Une étude récente publiée dans la revue Engineering a découvert une nouvelle cible thérapeutique prometteuse pour la polyarthrite rhumatoïde (PR). Les chercheurs ont identifié qu’un composé naturel, l’obakulactone (OL), peut atténuer la maladie non pas en supprimant largement le système immunitaire, mais en corrigeant les déséquilibres métaboliques dans la façon dont le corps traite les graisses.
Changer le paradigme du traitement
Les traitements traditionnels de la polyarthrite rhumatoïde se concentrent souvent sur une large immunosuppression, consistant essentiellement à « réduire » le système immunitaire pour l’empêcher d’attaquer les articulations. Bien qu’efficace, cette approche peut rendre les patients vulnérables aux infections et à d’autres effets secondaires.

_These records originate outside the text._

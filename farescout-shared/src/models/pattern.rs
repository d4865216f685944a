use chrono::NaiveDate;
use serde::{Deserialize, Serialize};

/// Trip shape a date pattern describes
#[derive(Debug, Clone, Copy, Serialize, Deserialize, PartialEq, Eq, Hash)]
#[serde(rename_all = "camelCase")]
pub enum PatternKind {
    Weekend,
    OneWeek,
    TwoWeeks,
    Custom,
}

/// Abstract, recurring trip shape ("any weekend", "a 10-day window")
#[derive(Debug, Clone, Serialize, Deserialize, PartialEq, Eq)]
#[serde(rename_all = "camelCase")]
pub struct DatePattern {
    #[serde(rename = "type")]
    pub kind: PatternKind,

    /// Trip length in days. Ignored for weekends; 0 falls back to the
    /// default length of `oneWeek` / `twoWeeks`.
    #[serde(default)]
    pub duration: u32,

    /// Allowed outbound weekdays, 0 = Sunday .. 6 = Saturday
    #[serde(default, skip_serializing_if = "Option::is_none")]
    pub preferred_days: Option<Vec<u8>>,

    /// +/- days the traveller can shift
    #[serde(default, skip_serializing_if = "Option::is_none")]
    pub flexibility: Option<i32>,
}

impl DatePattern {
    pub fn new(kind: PatternKind, duration: u32) -> Self {
        Self {
            kind,
            duration,
            preferred_days: None,
            flexibility: None,
        }
    }

    pub fn weekend() -> Self {
        Self::new(PatternKind::Weekend, 2)
    }

    pub fn with_preferred_days(mut self, days: Vec<u8>) -> Self {
        self.preferred_days = Some(days);
        self
    }
}

/// A concrete outbound/return pair derived from a pattern
#[derive(Debug, Clone, Serialize, Deserialize, PartialEq, Eq)]
pub struct DateRange {
    pub outbound: NaiveDate,
    #[serde(rename = "return")]
    pub return_date: NaiveDate,
    pub label: String,
}

impl DateRange {
    pub fn nights(&self) -> i64 {
        (self.return_date - self.outbound).num_days()
    }
}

Cette nouvelle recherche suggère une alternative plus précise : la régulation métabolique. La polyarthrite rhumatoïde n’est pas seulement un trouble immunitaire ; elle est profondément liée aux perturbations des voies lipidiques (graisses). En ciblant les enzymes qui gèrent ces graisses, les scientifiques pourraient être en mesure de s’attaquer à la cause profonde de l’inflammation plutôt que de simplement gérer les symptômes.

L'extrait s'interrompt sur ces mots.